Methods: Sixteen individuals receiving an NNRTI-containing antiretroviral regimen (efavirenz or nevirapine) with an HIV-1 RNA viral load of > 2000 copies/ml and phenotypic resistance to NNRTI, received TMC 125 for 7 days, as a substitute for their current NNRTI in their failing therapy. Full pharmacokinetic profiles were investigated.

Findings: The primary end point – viral load decay rate per day – was 0.13 log10 RNA copies/ml per day. Over 7 days, we observed a median 0.89 log10 decrease in HIV-1 viral load; seven individuals (44%) had a decrease of > 1 log10. The most significant adverse effects were grade I diarrhoea (31%) and a mild headache (25%).
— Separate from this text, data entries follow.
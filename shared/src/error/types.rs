//! Error types and API response structures

use super::codes::ErrorCode;
use http::StatusCode;
use serde::{Deserialize, Serialize};
use serde_json::Value;
use std::collections::HashMap;
use thiserror::Error;

/// Application error with structured error code and details
///
/// This is the primary error type for the admin backend, providing:
/// - Standardized error codes via [`ErrorCode`]
/// - Human-readable messages
/// - Optional structured details for debugging
#[derive(Debug, Clone, Error)]
#[error("{message}")]
pub struct AppError {
    /// The error code identifying the type of error
    pub code: ErrorCode,
    /// Human-readable error message
    pub message: String,
    /// Optional additional details (field-level errors, context, etc.)
    pub details: Option<HashMap<String, Value>>,
}

impl AppError {
    /// Create a new error with the default message for the error code
    pub fn new(code: ErrorCode) -> Self {
        Self {
            message: code.message().to_string(),
            code,
            details: None,
        }
    }

    /// Create a new error with a custom message
    pub fn with_message(code: ErrorCode, message: impl Into<String>) -> Self {
        Self {
            code,
            message: message.into(),
            details: None,
        }
    }

    /// Add a detail entry to this error
    pub fn with_detail(mut self, key: impl Into<String>, value: impl Into<Value>) -> Self {
        self.details
            .get_or_insert_with(HashMap::new)
            .insert(key.into(), value.into());
        self
    }

    /// Get the HTTP status code for this error
    pub fn http_status(&self) -> StatusCode {
        self.code.http_status()
    }

    // ==================== Convenience constructors ====================

    /// Create a validation error
    pub fn validation(msg: impl Into<String>) -> Self {
        Self::with_message(ErrorCode::ValidationFailed, msg)
    }

    /// Create a not found error
    pub fn not_found(resource: impl Into<String>) -> Self {
        let r = resource.into();
        Self::with_message(ErrorCode::NotFound, format!("{} not found", r))
            .with_detail("resource", r)
    }

    /// Create a not authenticated error
    pub fn not_authenticated() -> Self {
        Self::new(ErrorCode::NotAuthenticated)
    }

    /// Create a permission denied error
    pub fn permission_denied(msg: impl Into<String>) -> Self {
        Self::with_message(ErrorCode::PermissionDenied, msg)
    }

    /// Create an internal error
    pub fn internal(msg: impl Into<String>) -> Self {
        Self::with_message(ErrorCode::InternalError, msg)
    }

    /// Create a database error
    pub fn database(msg: impl Into<String>) -> Self {
        Self::with_message(ErrorCode::DatabaseError, msg)
    }

    /// Create a crypto error
    pub fn crypto(msg: impl Into<String>) -> Self {
        Self::with_message(ErrorCode::CryptoError, msg)
    }

    /// Create an invalid request error
    pub fn invalid_request(msg: impl Into<String>) -> Self {
        Self::with_message(ErrorCode::InvalidRequest, msg)
    }

    /// Create an already exists error
    pub fn already_exists(resource: impl Into<String>) -> Self {
        let r = resource.into();
        Self::with_message(ErrorCode::AlreadyExists, format!("{} already exists", r))
            .with_detail("resource", r)
    }

    /// Create an invalid token error
    pub fn invalid_token(msg: impl Into<String>) -> Self {
        Self::with_message(ErrorCode::TokenInvalid, msg)
    }

    /// Create a token expired error
    pub fn token_expired() -> Self {
        Self::new(ErrorCode::TokenExpired)
    }

    /// Create a session revoked error
    pub fn session_revoked() -> Self {
        Self::new(ErrorCode::SessionRevoked)
    }

    /// Create an invalid credentials error
    pub fn invalid_credentials() -> Self {
        Self::new(ErrorCode::InvalidCredentials)
    }

    /// Create an account disabled error
    pub fn account_disabled() -> Self {
        Self::new(ErrorCode::AccountDisabled)
    }

    /// Create a conflict error
    pub fn conflict(msg: impl Into<String>) -> Self {
        Self::with_message(ErrorCode::AlreadyExists, msg)
    }
}

impl From<sqlx::Error> for AppError {
    fn from(err: sqlx::Error) -> Self {
        match err {
            sqlx::Error::RowNotFound => Self::new(ErrorCode::NotFound),
            other => Self::database(other.to_string()),
        }
    }
}

/// Unified API response structure
///
/// Provides a consistent response format for all API endpoints:
/// - `code`: Error code (0 for success)
/// - `message`: Human-readable message
/// - `data`: Response payload (on success)
/// - `details`: Additional error details (on failure)
#[derive(Debug, Clone, Serialize, Deserialize)]
pub struct ApiResponse<T> {
    /// Error code (0 for success, non-zero for errors)
    #[serde(skip_serializing_if = "Option::is_none")]
    pub code: Option<u16>,
    /// Human-readable message
    pub message: String,
    /// Response data (present on success)
    #[serde(skip_serializing_if = "Option::is_none")]
    pub data: Option<T>,
    /// Additional error details (present on failure)
    #[serde(skip_serializing_if = "Option::is_none")]
    pub details: Option<HashMap<String, Value>>,
}

impl<T> ApiResponse<T> {
    /// Create a success response with data
    pub fn success(data: T) -> Self {
        Self {
            code: Some(0),
            message: "OK".to_string(),
            data: Some(data),
            details: None,
        }
    }

    /// Create a success response with custom message and data
    pub fn success_with_message(message: impl Into<String>, data: T) -> Self {
        Self {
            code: Some(0),
            message: message.into(),
            data: Some(data),
            details: None,
        }
    }
}

impl ApiResponse<()> {
    /// Create a success response without data
    pub fn ok() -> Self {
        Self {
            code: Some(0),
            message: "OK".to_string(),
            data: None,
            details: None,
        }
    }

    /// Create an error response from an AppError
    pub fn error(err: &AppError) -> Self {
        Self {
            code: Some(err.code.code()),
            message: err.message.clone(),
            data: None,
            details: err.details.clone(),
        }
    }

    /// Create an error response from code and message
    pub fn error_with_message(code: ErrorCode, message: impl Into<String>) -> Self {
        Self {
            code: Some(code.code()),
            message: message.into(),
            data: None,
            details: None,
        }
    }
}

impl<T> From<AppError> for ApiResponse<T> {
    fn from(err: AppError) -> Self {
        Self {
            code: Some(err.code.code()),
            message: err.message,
            data: None,
            details: err.details,
        }
    }
}

/// Type alias for Result with AppError
pub type AppResult<T> = Result<T, AppError>;

// ===== Axum Integration =====

impl axum::response::IntoResponse for AppError {
    fn into_response(self) -> axum::response::Response {
        use axum::Json;

        let status = self.http_status();
        let body = ApiResponse::<()>::error(&self);

        // Log system errors
        if matches!(self.code.category(), super::category::ErrorCategory::System) {
            tracing::error!(
                code = %self.code,
                message = %self.message,
                "System error occurred"
            );
        }

        (status, Json(body)).into_response()
    }
}

impl<T: Serialize> axum::response::IntoResponse for ApiResponse<T> {
    fn into_response(self) -> axum::response::Response {
        use super::codes::ErrorCode;
        use axum::Json;

        let status = if self.code == Some(0) || self.code.is_none() {
            http::StatusCode::OK
        } else {
            ErrorCode::try_from(self.code.unwrap_or(1))
                .map(|c| c.http_status())
                .unwrap_or(http::StatusCode::INTERNAL_SERVER_ERROR)
        };

        (status, Json(self)).into_response()
    }
}

#[cfg(test)]
mod tests {
    use super::*;

    #[test]
    fn test_app_error_new() {
        let err = AppError::new(ErrorCode::NotFound);
        assert_eq!(err.code, ErrorCode::NotFound);
        assert_eq!(err.message, "Resource not found");
        assert!(err.details.is_none());
    }

    #[test]
    fn test_app_error_with_message() {
        let err = AppError::with_message(ErrorCode::ValidationFailed, "Invalid email format");
        assert_eq!(err.code, ErrorCode::ValidationFailed);
        assert_eq!(err.message, "Invalid email format");
    }

    #[test]
    fn test_app_error_with_detail() {
        let err = AppError::validation("Missing required fields")
            .with_detail("field", "email")
            .with_detail("reason", "required");

        assert_eq!(err.code, ErrorCode::ValidationFailed);
        let details = err.details.unwrap();
        assert_eq!(details.get("field").unwrap(), "email");
        assert_eq!(details.get("reason").unwrap(), "required");
    }

    #[test]
    fn test_app_error_http_status() {
        assert_eq!(
            AppError::new(ErrorCode::NotFound).http_status(),
            StatusCode::NOT_FOUND
        );
        assert_eq!(
            AppError::new(ErrorCode::NotAuthenticated).http_status(),
            StatusCode::UNAUTHORIZED
        );
        assert_eq!(
            AppError::new(ErrorCode::AccountDisabled).http_status(),
            StatusCode::FORBIDDEN
        );
    }

    #[test]
    fn test_app_error_convenience_constructors() {
        let err = AppError::not_found("User");
        assert_eq!(err.code, ErrorCode::NotFound);
        assert_eq!(err.message, "User not found");
        assert!(err.details.as_ref().unwrap().contains_key("resource"));

        let err = AppError::session_revoked();
        assert_eq!(err.code, ErrorCode::SessionRevoked);

        let err = AppError::account_disabled();
        assert_eq!(err.code, ErrorCode::AccountDisabled);

        let err = AppError::database("Connection failed");
        assert_eq!(err.code, ErrorCode::DatabaseError);
    }

    #[test]
    fn test_app_error_display() {
        let err = AppError::with_message(ErrorCode::NotFound, "Role not found");
        assert_eq!(format!("{}", err), "Role not found");
    }

    #[test]
    fn test_api_response_success() {
        let response = ApiResponse::success(42);
        assert_eq!(response.code, Some(0));
        assert_eq!(response.message, "OK");
        assert_eq!(response.data, Some(42));
        assert!(response.details.is_none());
    }

    #[test]
    fn test_api_response_error() {
        let err =
            AppError::with_message(ErrorCode::NotFound, "User not found").with_detail("id", "123");
        let response = ApiResponse::<()>::error(&err);

        assert_eq!(response.code, Some(3)); // NotFound = 3
        assert_eq!(response.message, "User not found");
        assert!(response.data.is_none());
        assert!(response.details.is_some());
    }

    #[test]
    fn test_api_response_serialize() {
        let response = ApiResponse::success("hello");
        let json = serde_json::to_string(&response).unwrap();
        assert!(json.contains("\"code\":0"));
        assert!(json.contains("\"message\":\"OK\""));
        assert!(json.contains("\"data\":\"hello\""));
    }

    #[test]
    fn test_api_response_deserialize() {
        let json = r#"{"code":0,"message":"OK","data":42}"#;
        let response: ApiResponse<i32> = serde_json::from_str(json).unwrap();
        assert_eq!(response.code, Some(0));
        assert_eq!(response.data, Some(42));
    }
}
Steady-state drug levels were achieved by day 6.

Interpretation: TMC 125, a next generation NNRTI, is well tolerated and demonstrates significant and rapid antiviral activity in patients with high levels of phenotypic NNRTI resistance to current NNRTI.

From the Chelsea and Westminster Hospital, London, UK, aHopital Rothschild, bHopital Bichat, Paris, France, cUniversitatsklinikum Frankfurt, Frankfurt am Main, dAuguste-Viktoria-ia-Krankenhaus, Berlin, Germany, and eTibotec BVBA, Mechelen, Belgium.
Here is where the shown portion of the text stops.